• **TASK INSTRUCTIONS**:
For the string "class", find every matching line in the records and copy it.

• **DATA**:

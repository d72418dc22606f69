#![forbid(unsafe_code)]

pub mod catalog;
pub mod decode;
pub mod error;
pub mod narration;
pub mod quiz_service;
pub mod slideshow;

pub use woodland_core::SlideshowTiming;

pub use decode::{
    DataUrlDecoder, DecodedUpload, FileDecoder, SelectedFile, UploadFile, decode_selection,
    decode_uploads,
};
pub use error::{CatalogError, DecodeError, NarrationError, QuizError, SlideshowError};
pub use narration::{
    NarrationService, NarrationStatus, Narrator, SilentNarrator, Utterance, VoiceParams,
};
pub use quiz_service::QuizService;
pub use slideshow::{Direction, PendingNavigation, SlideshowService, StageReport, UploadTicket};
#[derive(Clone, Copy, Debug, PartialEq, Eq)]
pub enum ViewError {
    EmptyQuiz,
}

impl ViewError {
    #[must_use]
    pub fn message(self) -> &'static str {
        match self {
            ViewError::EmptyQuiz => "No quiz questions are available.",
        }
    }
}
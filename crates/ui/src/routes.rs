use dioxus::prelude::*;
use dioxus_router::{Link, Outlet, Routable};

use crate::views::{HomeView, QuizView, TourView};

#[derive(Clone, Routable, PartialEq)]
#[rustfmt::skip]
pub enum Route {
    #[layout(Layout)]
        #[route("/", HomeView)] Home {},
        #[route("/quiz", QuizView)] Quiz {},
        #[route("/tour", TourView)] Tour {},
}

#[component]
fn Layout() -> Element {
    rsx! {
        div { class: "app",
            Sidebar {}
            main { class: "content",
                Outlet::<Route> {}
            }
        }
    }
}

#[component]
fn Sidebar() -> Element {
    rsx! {
        nav { class: "sidebar",
            h1 { "Woodland Guide" }
            ul {
                li { Link { to: Route::Home {}, "Home" } }
                li { Link { to: Route::Quiz {}, "Quiz" } }
                li { Link { to: Route::Tour {}, "Virtual Tour" } }
            }
        }
    }
}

• **ANSWER SPACE**:
        div { class: "app",
            main { class: "content",
        nav { class: "sidebar",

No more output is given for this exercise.